> _Work order_: Lines in the listing below that contain the string "Option" are to be found and copied.

> _Input material_:

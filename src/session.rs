use std::sync::atomic::{AtomicI64, AtomicU64, Ordering};
use std::sync::{Arc, Mutex, MutexGuard, PoisonError};
use std::time::Duration;

use chrono::Utc;
use serde::{Deserialize, Serialize};
use tokio::task::JoinHandle;
use tokio::time::{interval, MissedTickBehavior};

use crate::classifier::{ActivityClassifier, Classification};
use crate::config::TrackerConfig;
use crate::metrics::{HealthMetrics, MetricsAggregator};
use crate::peak_detector::PeakDetector;
use crate::sink::HealthSink;
use crate::tracking_state::TrackingState;
use crate::types::{ActivityType, LocationSample, MotionKind, MotionSample};

// ─── Clocks ──────────────────────────────────────────────────────────────────

/// Wall-clock source for session start/stop and metric timestamps
pub trait Clock: Send + Sync {
    fn now_ms(&self) -> i64;
}

#[derive(Debug, Default, Clone, Copy)]
pub struct SystemClock;

impl Clock for SystemClock {
    fn now_ms(&self) -> i64 {
        Utc::now().timestamp_millis()
    }
}

/// Externally driven clock for replays and tests
#[derive(Debug, Default)]
pub struct ManualClock {
    now_ms: AtomicI64,
}

impl ManualClock {
    pub fn new(now_ms: i64) -> Self {
        Self {
            now_ms: AtomicI64::new(now_ms),
        }
    }

    pub fn set(&self, now_ms: i64) {
        self.now_ms.store(now_ms, Ordering::SeqCst);
    }

    pub fn advance(&self, delta_ms: i64) {
        self.now_ms.fetch_add(delta_ms, Ordering::SeqCst);
    }
}

impl Clock for ManualClock {
    fn now_ms(&self) -> i64 {
        self.now_ms.load(Ordering::SeqCst)
    }
}

// ─── Listeners ───────────────────────────────────────────────────────────────

/// Receives session output. Called outside the state lock, possibly from a
/// tick task, so implementations must not block for long.
pub trait TrackingListener: Send + Sync {
    fn on_activity_changed(&self, _activity: ActivityType, _confidence: f64) {}
    fn on_metrics_updated(&self, _metrics: &HealthMetrics) {}
}

#[derive(Clone, Copy, Debug, PartialEq, Eq, Hash)]
pub struct SubscriptionId(u64);

// ─── Session ─────────────────────────────────────────────────────────────────

#[derive(Debug, Clone, Copy, PartialEq, Eq, Serialize, Deserialize)]
pub enum SessionState {
    Idle,
    Active,
}

struct SessionCore {
    phase: SessionState,
    state: TrackingState,
    peak_detector: PeakDetector,
    aggregator: MetricsAggregator,
    last_published: Option<ActivityType>,
}

struct Shared {
    core: Mutex<SessionCore>,
    listeners: Mutex<Vec<(SubscriptionId, Arc<dyn TrackingListener>)>>,
    sinks: Mutex<Vec<Arc<dyn HealthSink>>>,
    next_subscription: AtomicU64,
    classifier: ActivityClassifier,
    clock: Arc<dyn Clock>,
    config: TrackerConfig,
}

fn lock<T>(mutex: &Mutex<T>) -> MutexGuard<'_, T> {
    mutex.lock().unwrap_or_else(PoisonError::into_inner)
}

impl Shared {
    fn classification_tick(&self) -> Option<Classification> {
        let (result, changed) = {
            let mut core = lock(&self.core);
            if core.phase != SessionState::Active {
                return None;
            }
            let result = self.classifier.evaluate(&core.state);
            core.state.current_activity = result.activity;
            let changed = core.last_published != Some(result.activity);
            if changed {
                core.last_published = Some(result.activity);
            }
            (result, changed)
        };

        if changed {
            log::info!(
                "Activity -> {} (confidence {:.2})",
                result.activity,
                result.confidence
            );
            for listener in self.listeners_snapshot() {
                listener.on_activity_changed(result.activity, result.confidence);
            }
        }
        Some(result)
    }

    fn metrics_tick(&self) -> Option<HealthMetrics> {
        let metrics = {
            let mut core = lock(&self.core);
            if core.phase != SessionState::Active {
                return None;
            }
            let now = self.clock.now_ms();
            let core = &mut *core;
            core.aggregator.derive(&core.state, now)
        };
        self.publish_metrics(&metrics);
        Some(metrics)
    }

    fn publish_metrics(&self, metrics: &HealthMetrics) {
        for listener in self.listeners_snapshot() {
            listener.on_metrics_updated(metrics);
        }
        let sinks: Vec<Arc<dyn HealthSink>> = lock(&self.sinks).clone();
        for sink in sinks {
            if let Err(e) = sink.push(metrics) {
                log::warn!("Metrics push to {} failed: {}", sink.name(), e);
            }
        }
    }

    fn listeners_snapshot(&self) -> Vec<Arc<dyn TrackingListener>> {
        lock(&self.listeners)
            .iter()
            .map(|(_, listener)| Arc::clone(listener))
            .collect()
    }
}

/// Owns one tracking session: ingestion, periodic ticks and listeners.
///
/// Every ingestion call and every tick takes the same lock for its whole
/// update, so concurrent producers on different threads are serialized and
/// `snapshot()` always returns a consistent copy.
pub struct TrackingSession {
    shared: Arc<Shared>,
    ticks: Mutex<Vec<JoinHandle<()>>>,
}

impl TrackingSession {
    pub fn new(config: TrackerConfig) -> Self {
        Self::with_clock(config, Arc::new(SystemClock))
    }

    pub fn with_clock(config: TrackerConfig, clock: Arc<dyn Clock>) -> Self {
        Self::with_classifier(config, clock, ActivityClassifier::new())
    }

    pub fn with_classifier(
        config: TrackerConfig,
        clock: Arc<dyn Clock>,
        classifier: ActivityClassifier,
    ) -> Self {
        let core = SessionCore {
            phase: SessionState::Idle,
            state: TrackingState::idle(),
            peak_detector: PeakDetector::new(),
            aggregator: MetricsAggregator::new(),
            last_published: None,
        };

        TrackingSession {
            shared: Arc::new(Shared {
                core: Mutex::new(core),
                listeners: Mutex::new(Vec::new()),
                sinks: Mutex::new(Vec::new()),
                next_subscription: AtomicU64::new(1),
                classifier,
                clock,
                config: config.clamped(),
            }),
            ticks: Mutex::new(Vec::new()),
        }
    }

    pub fn config(&self) -> &TrackerConfig {
        &self.shared.config
    }

    // ── Lifecycle ────────────────────────────────────────────────────────

    /// Idle → Active. No-op when already active.
    ///
    /// Periodic ticks are spawned on the current tokio runtime; outside a
    /// runtime the caller drives `tick_classification` / `tick_metrics`.
    pub fn start(&self) {
        // Held across the phase flip so a concurrent stop() sees either no
        // session or a session with its ticks registered.
        let mut ticks = lock(&self.ticks);
        let start_time = {
            let mut core = lock(&self.shared.core);
            if core.phase == SessionState::Active {
                log::debug!("start() ignored: session already active");
                return;
            }
            let now = self.shared.clock.now_ms();
            core.state = TrackingState::new(now);
            core.peak_detector.reset();
            core.last_published = None;
            core.phase = SessionState::Active;
            now
        };

        self.spawn_ticks(&mut ticks);
        log::info!("Tracking session started at {}", start_time);
    }

    /// Active → Idle. No-op when already idle. Cancels the ticks, records the
    /// end time and publishes one final metrics snapshot.
    pub fn stop(&self) {
        let mut ticks = lock(&self.ticks);
        for handle in ticks.drain(..) {
            handle.abort();
        }

        let (metrics, snapshots) = {
            let mut core = lock(&self.shared.core);
            if core.phase == SessionState::Idle {
                log::debug!("stop() ignored: session not active");
                return;
            }
            let now = self.shared.clock.now_ms();
            core.phase = SessionState::Idle;
            core.state.finish(now);
            let core = &mut *core;
            let metrics = core.aggregator.derive(&core.state, now);
            (metrics, core.aggregator.derived_count())
        };
        drop(ticks);

        log::info!(
            "Tracking session stopped: {:.1} m, {} steps, {:.1} kcal ({} snapshots)",
            metrics.distance,
            metrics.steps,
            metrics.calories,
            snapshots
        );
        self.shared.publish_metrics(&metrics);
    }

    pub fn state(&self) -> SessionState {
        lock(&self.shared.core).phase
    }

    pub fn is_active(&self) -> bool {
        self.state() == SessionState::Active
    }

    fn spawn_ticks(&self, ticks: &mut Vec<JoinHandle<()>>) {
        let handle = match tokio::runtime::Handle::try_current() {
            Ok(handle) => handle,
            Err(_) => {
                log::warn!("No tokio runtime: periodic ticks disabled, drive them manually");
                return;
            }
        };

        ticks.push(handle.spawn(classification_loop(
            Arc::clone(&self.shared),
            self.shared.config.classification_interval(),
        )));
        ticks.push(handle.spawn(metrics_loop(
            Arc::clone(&self.shared),
            self.shared.config.metrics_interval(),
        )));
    }

    // ── Ingestion ────────────────────────────────────────────────────────

    /// Accept one location fix. Dropped silently while idle.
    pub fn submit_location(&self, fix: LocationSample) {
        let metrics = {
            let mut core = lock(&self.shared.core);
            if core.phase != SessionState::Active {
                return;
            }
            if !core.state.apply_location(&fix) {
                log::debug!("Discarded location fix with non-finite position");
                return;
            }
            if !self.shared.config.metrics_on_location {
                return;
            }
            let now = self.shared.clock.now_ms();
            let core = &mut *core;
            core.aggregator.derive(&core.state, now)
        };
        self.shared.publish_metrics(&metrics);
    }

    /// Accept one motion reading. Dropped silently while idle or when it
    /// carries fewer than three finite axes.
    pub fn submit_motion(&self, sample: MotionSample) {
        let mut core = lock(&self.shared.core);
        if core.phase != SessionState::Active {
            return;
        }
        let core = &mut *core;
        match sample.kind {
            MotionKind::Accelerometer => {
                if sample.axes().is_none() {
                    log::debug!("Discarded accelerometer sample with {} values", sample.values.len());
                    return;
                }
                if let Some(step) = core.peak_detector.process(&sample, &mut core.state) {
                    log::debug!(
                        "Step at {} ms: {} ms interval, {:.0} spm",
                        step.timestamp_ms,
                        step.interval_ms,
                        step.cadence
                    );
                }
            }
            MotionKind::Gyroscope => match sample.magnitude() {
                Some(rate) => core.state.apply_rotation(rate),
                None => {
                    log::debug!("Discarded gyroscope sample with {} values", sample.values.len())
                }
            },
        }
    }

    // ── Ticks ────────────────────────────────────────────────────────────

    /// Classify the current state, store the activity and notify listeners
    /// on change. Returns `None` while idle.
    pub fn tick_classification(&self) -> Option<Classification> {
        self.shared.classification_tick()
    }

    /// Derive and publish a metrics snapshot. Returns `None` while idle.
    pub fn tick_metrics(&self) -> Option<HealthMetrics> {
        self.shared.metrics_tick()
    }

    // ── Read side ────────────────────────────────────────────────────────

    /// Consistent copy of the tracking state
    pub fn snapshot(&self) -> TrackingState {
        lock(&self.shared.core).state.clone()
    }

    /// On-demand metrics derivation; nothing is published
    pub fn metrics(&self) -> HealthMetrics {
        let now = self.shared.clock.now_ms();
        let mut core = lock(&self.shared.core);
        let core = &mut *core;
        core.aggregator.derive(&core.state, now)
    }

    pub fn subscribe(&self, listener: Arc<dyn TrackingListener>) -> SubscriptionId {
        let id = SubscriptionId(self.shared.next_subscription.fetch_add(1, Ordering::Relaxed));
        lock(&self.shared.listeners).push((id, listener));
        id
    }

    /// Returns false when `id` was not subscribed
    pub fn unsubscribe(&self, id: SubscriptionId) -> bool {
        let mut listeners = lock(&self.shared.listeners);
        let before = listeners.len();
        listeners.retain(|(sub, _)| *sub != id);
        listeners.len() != before
    }

    pub fn add_sink(&self, sink: Arc<dyn HealthSink>) {
        lock(&self.shared.sinks).push(sink);
    }
}

impl Drop for TrackingSession {
    fn drop(&mut self) {
        for handle in lock(&self.ticks).drain(..) {
            handle.abort();
        }
    }
}

async fn classification_loop(shared: Arc<Shared>, period: Duration) {
    let mut ticker = interval(period);
    ticker.set_missed_tick_behavior(MissedTickBehavior::Delay);
    // First tick completes immediately
    ticker.tick().await;
    loop {
        ticker.tick().await;
        if shared.classification_tick().is_none() {
            break;
        }
    }
}

async fn metrics_loop(shared: Arc<Shared>, period: Duration) {
    let mut ticker = interval(period);
    ticker.set_missed_tick_behavior(MissedTickBehavior::Delay);
    ticker.tick().await;
    loop {
        ticker.tick().await;
        if shared.metrics_tick().is_none() {
            break;
        }
    }
}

> _Task answer_:
    last_published: Option<ActivityType>,
    fn classification_tick(&self) -> Option<Classification> {
    fn metrics_tick(&self) -> Option<HealthMetrics> {
    pub fn tick_classification(&self) -> Option<Classification> {
    pub fn tick_metrics(&self) -> Option<HealthMetrics> {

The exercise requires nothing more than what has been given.